Collected data
•••

use crate::entities::users::SubscriptionTier;
use chrono::{DateTime, Utc};
use sea_orm::entity::prelude::*;
use sea_orm::{DeriveActiveEnum, EnumIter};
use serde::{Deserialize, Serialize};
use utoipa::ToSchema;

#[derive(
    Debug, Clone, Serialize, Deserialize, PartialEq, Eq, ToSchema, DeriveActiveEnum, EnumIter,
)]
#[sea_orm(rs_type = "String", db_type = "Enum", enum_name = "earning_source")]
#[serde(rename_all = "snake_case")]
pub enum EarningSource {
    #[sea_orm(string_value = "referral")]
    Referral,
    #[sea_orm(string_value = "content_creation")]
    ContentCreation,
    #[sea_orm(string_value = "mission")]
    Mission,
    #[sea_orm(string_value = "streak")]
    Streak,
    #[sea_orm(string_value = "achievement")]
    Achievement,
    #[sea_orm(string_value = "daily_login")]
    DailyLogin,
    #[sea_orm(string_value = "challenge")]
    Challenge,
}

impl std::fmt::Display for EarningSource {
    fn fmt(&self, f: &mut std::fmt::Formatter<'_>) -> std::fmt::Result {
        match self {
            EarningSource::Referral => write!(f, "referral"),
            EarningSource::ContentCreation => write!(f, "content_creation"),
            EarningSource::Mission => write!(f, "mission"),
            EarningSource::Streak => write!(f, "streak"),
            EarningSource::Achievement => write!(f, "achievement"),
            EarningSource::DailyLogin => write!(f, "daily_login"),
            EarningSource::Challenge => write!(f, "challenge"),
        }
    }
}

#[derive(
    Debug, Clone, Serialize, Deserialize, PartialEq, Eq, ToSchema, DeriveActiveEnum, EnumIter,
)]
#[sea_orm(rs_type = "String", db_type = "Enum", enum_name = "earning_status")]
#[serde(rename_all = "snake_case")]
pub enum EarningStatus {
    #[sea_orm(string_value = "pending")]
    Pending,
    #[sea_orm(string_value = "approved")]
    Approved,
    #[sea_orm(string_value = "rejected")]
    Rejected,
    #[sea_orm(string_value = "paid")]
    Paid,
}

impl std::fmt::Display for EarningStatus {
    fn fmt(&self, f: &mut std::fmt::Formatter<'_>) -> std::fmt::Result {
        match self {
            EarningStatus::Pending => write!(f, "pending"),
            EarningStatus::Approved => write!(f, "approved"),
            EarningStatus::Rejected => write!(f, "rejected"),
            EarningStatus::Paid => write!(f, "paid"),
        }
    }
}

/// 收益台账行：一旦写入金额与来源不再修改，仅状态可变
#[derive(Clone, Debug, PartialEq, DeriveEntityModel, Eq)]
#[sea_orm(table_name = "earnings")]
pub struct Model {
    #[sea_orm(primary_key)]
    pub id: i64,
    pub user_id: i64,
    /// 金额（centavos，> 0）
    pub amount: i64,
    pub source: EarningSource,
    pub status: EarningStatus,
    /// 创建时用户所处的订阅档位快照
    pub tier_at_time: SubscriptionTier,
    /// 计入月度上限的 "YYYY-MM" 桶
    pub monthly_period: String,
    pub related_type: Option<String>,
    pub related_id: Option<String>,
    pub description: Option<String>,
    pub metadata: Option<Json>,
    pub reviewed_by: Option<i64>,
    pub reviewed_at: Option<DateTime<Utc>>,
    pub rejection_reason: Option<String>,
    pub created_at: Option<DateTime<Utc>>,
}

#[derive(Copy, Clone, Debug, EnumIter, DeriveRelation)]
pub enum Relation {}

impl ActiveModelBehavior for ActiveModel {}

•••

### WORK TO COMPLETE
For every entry above, give it back exactly as written.

### SOLUTION
use crate::entities::users::SubscriptionTier;
use chrono::{DateTime, Utc};
use sea_orm::entity::prelude::*;
use sea_orm::{DeriveActiveEnum, EnumIter};
use serde::{Deserialize, Serialize};
use utoipa::ToSchema;

#[derive(
    Debug, Clone, Serialize, Deserialize, PartialEq, Eq, ToSchema, DeriveActiveEnum, EnumIter,
)]
#[sea_orm(rs_type = "String", db_type = "Enum", enum_name = "earning_source")]
#[serde(rename_all = "snake_case")]
pub enum EarningSource {
    #[sea_orm(string_value = "referral")]
    Referral,
    #[sea_orm(string_value = "content_creation")]
    ContentCreation,
    #[sea_orm(string_value = "mission")]
    Mission,
    #[sea_orm(string_value = "streak")]
    Streak,
    #[sea_orm(string_value = "achievement")]
    Achievement,
    #[sea_orm(string_value = "daily_login")]
    DailyLogin,
    #[sea_orm(string_value = "challenge")]
    Challenge,
}

impl std::fmt::Display for EarningSource {
    fn fmt(&self, f: &mut std::fmt::Formatter<'_>) -> std::fmt::Result {
        match self {
            EarningSource::Referral => write!(f, "referral"),
            EarningSource::ContentCreation => write!(f, "content_creation"),
            EarningSource::Mission => write!(f, "mission"),
            EarningSource::Streak => write!(f, "streak"),
            EarningSource::Achievement => write!(f, "achievement"),
            EarningSource::DailyLogin => write!(f, "daily_login"),
            EarningSource::Challenge => write!(f, "challenge"),
        }
    }
}

#[derive(
    Debug, Clone, Serialize, Deserialize, PartialEq, Eq, ToSchema, DeriveActiveEnum, EnumIter,
)]
#[sea_orm(rs_type = "String", db_type = "Enum", enum_name = "earning_status")]
#[serde(rename_all = "snake_case")]
pub enum EarningStatus {
    #[sea_orm(string_value = "pending")]
    Pending,
    #[sea_orm(string_value = "approved")]
    Approved,
    #[sea_orm(string_value = "rejected")]
    Rejected,
    #[sea_orm(string_value = "paid")]
    Paid,
}

impl std::fmt::Display for EarningStatus {
    fn fmt(&self, f: &mut std::fmt::Formatter<'_>) -> std::fmt::Result {
        match self {
            EarningStatus::Pending => write!(f, "pending"),
            EarningStatus::Approved => write!(f, "approved"),
            EarningStatus::Rejected => write!(f, "rejected"),
            EarningStatus::Paid => write!(f, "paid"),
        }
    }
}

/// 收益台账行：一旦写入金额与来源不再修改，仅状态可变
#[derive(Clone, Debug, PartialEq, DeriveEntityModel, Eq)]
#[sea_orm(table_name = "earnings")]
pub struct Model {
    #[sea_orm(primary_key)]
    pub id: i64,
    pub user_id: i64,
    /// 金额（centavos，> 0）
    pub amount: i64,
    pub source: EarningSource,
    pub status: EarningStatus,
    /// 创建时用户所处的订阅档位快照
    pub tier_at_time: SubscriptionTier,
    /// 计入月度上限的 "YYYY-MM" 桶
    pub monthly_period: String,
    pub related_type: Option<String>,
    pub related_id: Option<String>,
    pub description: Option<String>,
    pub metadata: Option<Json>,
    pub reviewed_by: Option<i64>,
    pub reviewed_at: Option<DateTime<Utc>>,
    pub rejection_reason: Option<String>,
    pub created_at: Option<DateTime<Utc>>,
}

#[derive(Copy, Clone, Debug, EnumIter, DeriveRelation)]
pub enum Relation {}

impl ActiveModelBehavior for ActiveModel {}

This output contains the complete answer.